Adverts which reach the stage of being ruled on by the regulator will already have cost a fortune to produce — yet parts of the industry feel like they have to take punts like this because they have no way of knowing for sure what rulings will be until they are made.

Other advertisers will have incurred significant extra costs in second-guessing the rules and potentially ruling-out good and effective adverts which might have been permitted.

All of this despite growing scientific evidence that advertising bans don’t even work. A recent review by Professor Charles Taylor which looked at hundreds of studies finds that advertising restrictions have limited or no impact on reducing obesity.

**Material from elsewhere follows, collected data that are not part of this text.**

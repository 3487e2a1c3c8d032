//! Login, registration, and logout

use anyhow::Result;

use rx_core::CredentialStore;

use crate::client::{open_client, ClientOptions};
use crate::output::{print_info, print_success, print_warning};

/// Log in, replacing any session restored from cached credentials
pub async fn login_command(options: &ClientOptions, username: &str, password: &str) -> Result<()> {
    let client = open_client(options).await?;
    let view = client.view();

    if view.is_authenticated() {
        if view.username.as_deref() == Some(username) {
            print_info(&format!("Already logged in as {}", username));
            client.close().await;
            return Ok(());
        }
        client.handle.logout().await?;
    }

    let result = client
        .handle
        .login_and_wait(username, password, client.config.reply_timeout)
        .await;
    client.close().await;

    let view = result?;
    print_success(&format!(
        "Logged in as {} ({} executable{})",
        username,
        view.executables().len(),
        if view.executables().len() == 1 { "" } else { "s" }
    ));
    Ok(())
}

/// Create an account and log into it
pub async fn register_command(
    options: &ClientOptions,
    username: &str,
    password: &str,
) -> Result<()> {
    let client = open_client(options).await?;

    if client.view().is_authenticated() {
        client.handle.logout().await?;
    }

    let result = client
        .handle
        .register_and_wait(username, password, client.config.reply_timeout)
        .await;
    client.close().await;

    result?;
    print_success(&format!("Registered and logged in as {}", username));
    print_info(&format!(
        "Run 'rexec login {}' to stay logged in across invocations",
        username
    ));
    Ok(())
}

/// End the session and forget cached credentials.
///
/// Local credentials are cleared even when the backend is unreachable.
pub async fn logout_command(options: &ClientOptions) -> Result<()> {
    let config = options.load_config()?;

    match open_client(options).await {
        Ok(client) => {
            let result = if client.view().is_authenticated() {
                client.handle.logout().await
            } else {
                Ok(())
            };
            client.close().await;
            if let Err(e) = result {
                print_warning(&format!("Backend was not notified: {}", e));
            }
        }
        Err(e) => {
            print_warning(&format!("Backend unreachable, logging out locally: {:#}", e));
        }
    }

    options.credential_store(&config).clear()?;
    print_success("Logged out");
    Ok(())
}
//! Multipart upload channel
//!
//! Artifacts travel out of band over HTTP. The request only has to be
//! delivered: the verdict arrives later as a `deployOutput` message on the
//! WebSocket connection, correlated by the connection identity sent in the
//! `id` field.

use std::time::Duration;

use async_trait::async_trait;
use bytes::Bytes;
use reqwest::multipart::{Form, Part};

use rx_core::error::TransportError;
use rx_core::traits::Uploader;
use rx_protocol::ConnectionId;

/// Uploads artifacts with `multipart/form-data` POST requests
#[derive(Debug, Clone)]
pub struct HttpUploader {
    client: reqwest::Client,
    endpoint: String,
}

impl HttpUploader {
    /// Create an uploader posting to `endpoint`, bounding each request by `timeout`
    pub fn new(endpoint: impl Into<String>, timeout: Duration) -> Result<Self, TransportError> {
        let client = reqwest::Client::builder()
            .timeout(timeout)
            .build()
            .map_err(|e| TransportError::Upload(format!("Failed to build HTTP client: {}", e)))?;

        Ok(Self {
            client,
            endpoint: endpoint.into(),
        })
    }

    /// Endpoint uploads are posted to
    pub fn endpoint(&self) -> &str {
        &self.endpoint
    }

    fn form(name: &str, payload: Bytes, correlation: &ConnectionId) -> Result<Form, TransportError> {
        let length = payload.len() as u64;
        let file = Part::stream_with_length(payload, length)
            .file_name(name.to_string())
            .mime_str("application/octet-stream")
            .map_err(|e| TransportError::Upload(e.to_string()))?;

        Ok(Form::new()
            .text("name", name.to_string())
            .part("file", file)
            .text("id", correlation.to_string()))
    }
}

#[async_trait]
impl Uploader for HttpUploader {
    async fn upload(
        &self,
        name: &str,
        payload: Bytes,
        correlation: &ConnectionId,
    ) -> Result<(), TransportError> {
        let size = payload.len();
        let form = Self::form(name, payload, correlation)?;

        tracing::debug!(name, size, endpoint = %self.endpoint, "Uploading artifact");

        let response = self
            .client
            .post(&self.endpoint)
            .multipart(form)
            .send()
            .await
            .map_err(|e| TransportError::Upload(e.to_string()))?;

        // The backend reports the outcome over the connection; the HTTP
        // status is informational only.
        let status = response.status();
        if status.is_success() {
            tracing::debug!(name, %status, "Upload delivered");
        } else {
            tracing::warn!(name, %status, "Upload endpoint answered with a non-success status");
        }

        Ok(())
    }
}

#[cfg(test)]
mod tests {
    use super::*;
    use axum::extract::{Multipart, State};
    use axum::http::StatusCode;
    use axum::routing::post;
    use axum::Router;
    use parking_lot::Mutex;
    use std::sync::Arc;
    use tokio::net::TcpListener;

    type Fields = Arc<Mutex<Vec<(String, Vec<u8>)>>>;

    async fn record(State(fields): State<Fields>, mut multipart: Multipart) -> StatusCode {
        while let Ok(Some(field)) = multipart.next_field().await {
            let name = field.name().unwrap_or_default().to_string();
            let data = field.bytes().await.unwrap_or_default();
            fields.lock().push((name, data.to_vec()));
        }
        StatusCode::OK
    }

    async fn serve(router: Router) -> String {
        let listener = TcpListener::bind("127.0.0.1:0").await.unwrap();
        let addr = listener.local_addr().unwrap();
        tokio::spawn(async move {
            axum::serve(listener, router).await.unwrap();
        });
        format!("http://{}/deploy", addr)
    }

    #[tokio::test]
    async fn test_upload_sends_all_fields() {
        let fields: Fields = Arc::default();
        let router = Router::new()
            .route("/deploy", post(record))
            .with_state(Arc::clone(&fields));
        let endpoint = serve(router).await;

        let uploader = HttpUploader::new(endpoint, Duration::from_secs(5)).unwrap();
        uploader
            .upload("job", Bytes::from_static(b"\x7fELF"), &ConnectionId::new("c1"))
            .await
            .unwrap();

        let fields = fields.lock().clone();
        assert_eq!(
            fields,
            vec![
                ("name".to_string(), b"job".to_vec()),
                ("file".to_string(), b"\x7fELF".to_vec()),
                ("id".to_string(), b"c1".to_vec()),
            ]
        );
    }

    #[tokio::test]
    async fn test_large_payload_arrives_intact() {
        let fields: Fields = Arc::default();
        let router = Router::new()
            .route("/deploy", post(record))
            .with_state(Arc::clone(&fields));
        let endpoint = serve(router).await;

        let payload: Vec<u8> = (0..256 * 1024).map(|i| (i % 251) as u8).collect();
        let uploader = HttpUploader::new(endpoint, Duration::from_secs(5)).unwrap();
        uploader
            .upload("big", Bytes::from(payload.clone()), &ConnectionId::new("c1"))
            .await
            .unwrap();

        let fields = fields.lock().clone();
        let file = fields.iter().find(|(name, _)| name == "file").unwrap();
        assert_eq!(file.1, payload);
    }

    #[tokio::test]
    async fn test_non_success_status_is_not_an_error() {
        let router = Router::new().route(
            "/deploy",
            post(|| async { StatusCode::INTERNAL_SERVER_ERROR }),
        );
        let endpoint = serve(router).await;

        let uploader = HttpUploader::new(endpoint, Duration::from_secs(5)).unwrap();
        let result = uploader
            .upload("job", Bytes::from_static(b"x"), &ConnectionId::new("c1"))
            .await;
        assert!(result.is_ok());
    }

    #[tokio::test]
    async fn test_unreachable_endpoint_is_upload_error() {
        let listener = TcpListener::bind("127.0.0.1:0").await.unwrap();
        let addr = listener.local_addr().unwrap();
        drop(listener);

        let uploader =
            HttpUploader::new(format!("http://{}/deploy", addr), Duration::from_secs(5)).unwrap();
        let result = uploader
            .upload("job", Bytes::from_static(b"x"), &ConnectionId::new("c1"))
            .await;
        assert!(matches!(result, Err(TransportError::Upload(_))));
    }
}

Some companies responded to the bans in good faith by doing what the Government would regard as “the right thing” — spending huge sums of money changing their recipes and reducing their use of ingredients which would see them fall foul of the ban, even at the risk of putting off their customers. Crisp companies introduced “mild” and “baked” variants, cereal companies worked enough quinoa and millet into their ingredients to shift the balance away from frowned upon ingredients, and chocolate makers introduced nut paste.

Yet on 25 March, only a few months after the ad ban came into effect, the Government launched a consultation on an entirely new Nutrient Profiling Model setting out massive changes in a move which came as a complete surprise to the sector.

Changes to the requirements mean that all those efforts to add fibre to cereals will count for nothing and that a far wider range of soft drinks and yoghurts suddenly find themselves at risk of being on the wrong side of the rules. This means that those companies would have to spend yet more money coming up with new recipes, without knowing when the Government might choose to change its mind again.

There’s no reason why advertisers should have confidence in assurances from government here – they’ve had them before. They can’t even have confidence in the science because if policy was being determined by that then the ban would not have been introduced in the first place.

It is not just the application of the ban which is indigestible, it is the whole governing logic and approach to health policy — the same absurd, ineffective and patronising approach which resulted in another recent set of rules restricting apple crumble and sausages in school dinners and taking apple juice away from primary school children.

It is not just junk food which is bad for us — junk science and junk policy can do just as much harm

It is not just British waistlines which are badly out of shape right now — the NHS itself is far from being a lean and agile model of efficiency. Yet rather than taking the tough policy decisions needed to get the NHS into shape, improving productivity, patient choice and patient care, it is far easier for politicians to find distractions and displacement activity by telling people what they can eat and businesses who they can promote and sell their products to.

We could all do with eating more healthily, but it is not just junk food which is bad for us — junk science and junk policy can do just as much harm.